Every team, every coach, every star, Heisman-contending quarterback needs a game to bring people to their feet.
Sure, I was saying all week that I thought Oregon would beat Michigan State. I said it sitting down. On the bus, at the dinner table, on the soccer field – the Ducks should win this game. It’s at Autzen after all.
But believe me when I tell you I wasn’t screaming “Ducks Win!” from the head of the table, or the front of the bus. I wasn’t saying it too loudly, or too confidently.
Honestly, I was worried about Michigan State’s running game, their physicality, and their refined sense of self. I told people the game would be close.
And it was, for a while. The Ducks jumped out in front early by leaning on big plays, before Sparty confirmed everyone’s worst fears by pounding the Ducks in the second quarter, shredding their soft defense and soft mentality to the tune of twenty straight points stretching into the third quarter.
But then Oregon stood up – and I’ll bet a bunch of us are standing behind them too.
The Ducks got the last 28 points of the game. Take away that second quarter, and Don Pellum’s defense gave up one point per quarter. The Spartan’s run game disappeared. So did their quarterback.
Marcus Mariota, on the other hand, was sensational. The game turned when escaped a backfield full of white shirts for a flip pass to Thomas Tyner to improbably convert a third down. The Ducks never looked back
It was an astonishing show of force, something akin to driving that pregame Harley Davidson down the throat of a Michigan State team lauded for their willpower, calm, and quiet confidence.

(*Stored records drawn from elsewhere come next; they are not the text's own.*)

use crate::contract;
use serde::{Deserialize, Serialize};
use serde_json::{Map, Value};
use std::collections::BTreeMap;
use std::future::Future;
use std::io;
use std::path::{Path, PathBuf};
use std::sync::Arc;
use tokio::fs;
use tokio::sync::Mutex;
use tracing::error;

#[derive(Debug, Clone, Default, PartialEq, Eq, Serialize, Deserialize)]
pub struct SubscriptionKeys {
    #[serde(default)]
    pub p256dh: String,
    #[serde(default)]
    pub auth: String,
}

/// A push subscription as the client hands it over; unknown fields are
/// kept so the stored document stays verbatim.
#[derive(Debug, Clone, Default, PartialEq, Serialize, Deserialize)]
pub struct Subscription {
    pub endpoint: String,
    #[serde(default)]
    pub keys: SubscriptionKeys,
    #[serde(flatten)]
    pub extra: Map<String, Value>,
}

/// Endpoint-keyed subscription storage. The endpoint string is the
/// natural unique key; `set` overwrites an existing registration.
pub trait SubscriptionStore: Clone + Send + Sync + 'static {
    fn get(&self, endpoint: &str) -> impl Future<Output = io::Result<Option<Subscription>>> + Send;
    fn set(&self, sub: Subscription) -> impl Future<Output = io::Result<()>> + Send;
    fn delete(&self, endpoint: &str) -> impl Future<Output = io::Result<()>> + Send;
    fn list_all(&self) -> impl Future<Output = io::Result<Vec<Subscription>>> + Send;
}

#[derive(Clone)]
pub struct FileSubscriptionStore {
    path: Arc<PathBuf>,
    subs: Arc<Mutex<BTreeMap<String, Subscription>>>,
}

impl FileSubscriptionStore {
    pub fn file(data_dir: &Path) -> PathBuf {
        data_dir.join(contract::SUBSCRIPTIONS_FILE)
    }

    pub async fn load(path: PathBuf) -> Self {
        let subs = match fs::read(&path).await {
            Ok(bytes) => match serde_json::from_slice(&bytes) {
                Ok(map) => map,
                Err(err) => {
                    error!("failed to parse subscriptions file: {err}");
                    BTreeMap::new()
                }
            },
            Err(err) if err.kind() == io::ErrorKind::NotFound => BTreeMap::new(),
            Err(err) => {
                error!("failed to read subscriptions file: {err}");
                BTreeMap::new()
            }
        };
        Self {
            path: Arc::new(path),
            subs: Arc::new(Mutex::new(subs)),
        }
    }

    async fn persist(&self, subs: &BTreeMap<String, Subscription>) -> io::Result<()> {
        let payload = serde_json::to_vec_pretty(subs).map_err(io::Error::other)?;
        fs::write(self.path.as_ref(), payload).await
    }
}

impl SubscriptionStore for FileSubscriptionStore {
    fn get(&self, endpoint: &str) -> impl Future<Output = io::Result<Option<Subscription>>> + Send {
        async move { Ok(self.subs.lock().await.get(endpoint).cloned()) }
    }

    fn set(&self, sub: Subscription) -> impl Future<Output = io::Result<()>> + Send {
        async move {
            let mut subs = self.subs.lock().await;
            subs.insert(sub.endpoint.clone(), sub);
            self.persist(&subs).await
        }
    }

    fn delete(&self, endpoint: &str) -> impl Future<Output = io::Result<()>> + Send {
        async move {
            let mut subs = self.subs.lock().await;
            if subs.remove(endpoint).is_some() {
                self.persist(&subs).await?;
            }
            Ok(())
        }
    }

    fn list_all(&self) -> impl Future<Output = io::Result<Vec<Subscription>>> + Send {
        async move { Ok(self.subs.lock().await.values().cloned().collect()) }
    }
}

#[derive(Clone, Default)]
pub struct MemorySubscriptionStore {
    subs: Arc<Mutex<BTreeMap<String, Subscription>>>,
}

impl SubscriptionStore for MemorySubscriptionStore {
    fn get(&self, endpoint: &str) -> impl Future<Output = io::Result<Option<Subscription>>> + Send {
        async move { Ok(self.subs.lock().await.get(endpoint).cloned()) }
    }

    fn set(&self, sub: Subscription) -> impl Future<Output = io::Result<()>> + Send {
        async move {
            self.subs.lock().await.insert(sub.endpoint.clone(), sub);
            Ok(())
        }
    }

    fn delete(&self, endpoint: &str) -> impl Future<Output = io::Result<()>> + Send {
        async move {
            self.subs.lock().await.remove(endpoint);
            Ok(())
        }
    }

    fn list_all(&self) -> impl Future<Output = io::Result<Vec<Subscription>>> + Send {
        async move { Ok(self.subs.lock().await.values().cloned().collect()) }
    }
}

/// Singleton FCM token document under the fixed contract key.
#[derive(Clone)]
pub struct TokenStore {
    path: Arc<PathBuf>,
    token: Arc<Mutex<Option<String>>>,
}

impl TokenStore {
    pub fn file(data_dir: &Path) -> PathBuf {
        data_dir.join(contract::FCM_TOKEN_FILE)
    }

    pub async fn load(path: PathBuf) -> Self {
        let token = match fs::read(&path).await {
            Ok(bytes) => match serde_json::from_slice::<BTreeMap<String, String>>(&bytes) {
                Ok(mut doc) => doc.remove(contract::FCM_TOKEN_DOC),
                Err(err) => {
                    error!("failed to parse token file: {err}");
                    None
                }
            },
            Err(err) if err.kind() == io::ErrorKind::NotFound => None,
            Err(err) => {
                error!("failed to read token file: {err}");
                None
            }
        };
        Self {
            path: Arc::new(path),
            token: Arc::new(Mutex::new(token)),
        }
    }

    pub async fn get(&self) -> Option<String> {
        self.token.lock().await.clone()
    }

    pub async fn set(&self, token: String) -> io::Result<()> {
        let mut guard = self.token.lock().await;
        *guard = Some(token.clone());
        let doc = BTreeMap::from([(contract::FCM_TOKEN_DOC.to_string(), token)]);
        let payload = serde_json::to_vec_pretty(&doc).map_err(io::Error::other)?;
        fs::write(self.path.as_ref(), payload).await
    }
}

Not after that. Oregon’s second half was just plain loud.
The way the Ducks got up off the mat and went for the knockout harkened back to the top-ten matchup at Autzen Stadium.
It was Jim Harbaugh’s last trip to Eugene. His Stanford team was helmed by a quarterback named Andrew Luck, and they jumped all over the Ducks to the tune of an early 21-3 lead.
But Oregon stormed back. By the time it was over, LaMichael James was a Heisman candidate, Chip Kelly was the hottest coach in the county, and every ounce of trepidation surrounding the Ducks’ validity as a national championship contender had been fog-horned into the Willamette.
And I just wonder if we didn’t see something similar here. Of course that Ducks team in 2010 came within a field goal of the crystal trophy.
I know this: When I pick the Ducks again in a big game this season, it won’t be quietly. It won’t be sitting down. They’ve earned the confidence and admiration of a country that was left last season wanting exactly the kind of performance we saw today.
Gutsy, resilient, and too-damn-fast.
This season has started for real now. Oregon still may slip up at some point this year, but we’re in it for the long haul with the 2014 Ducks.
Mark Helfrich can stand tall this week. This win was made first and foremost with Mariota, but complimented by a bunch of young guys – his guys.
Royce Freeman rocked it. He’s probably the number one back before the year is out. Devon Allen was terrific too.
Ifo Ekpre-Olomu lived up to the hype, and Joe Walker may be just be the second best player on this defense too.
Don Pellum rescued an increasingly desperate situation by eliminating the three-man rush in the second half, and calling a more consistent game. Michigan State couldn’t stand straight – and when it came time for a smash-mouth, line-of-scrimmage, fourth-and-short bull-rush, Oregon stuffed MSU to all but seal the game.
Best of all, it was no surprise.
It’s a banner day for the Ducks – and it feels good to salute this team and say simply, that was a job awfully well done.
No shadows this week. No controversy. Just a massive win over the kind of team it’s been said Oregon couldn’t beat, let alone upend by nineteen.
Helfrich has gone about instilling in his team substance this year – the layer underneath the gleam of the Oregon brand. That’s what the blue collared undershirts were about this preseason, and that was the number one area of praise for this year’s incoming freshman class.
Grit. Angela Lee Duckworth, a doctor studying what separates the successful students in American schools from the rest of the pack suggests – or rather insists – that grit is the number one ingredient for success.
Duckworth went to Harvard and Oxford, and she says grit is the best predictor of where a person is going to end up in life.
Oregon could have laid down and bled out in the staggering heat Saturday afternoon at Autzen. Instead, a little grit and a lot of Mariota has the Ducks dynasty picking speed and hurdling towards January’s first Final Four.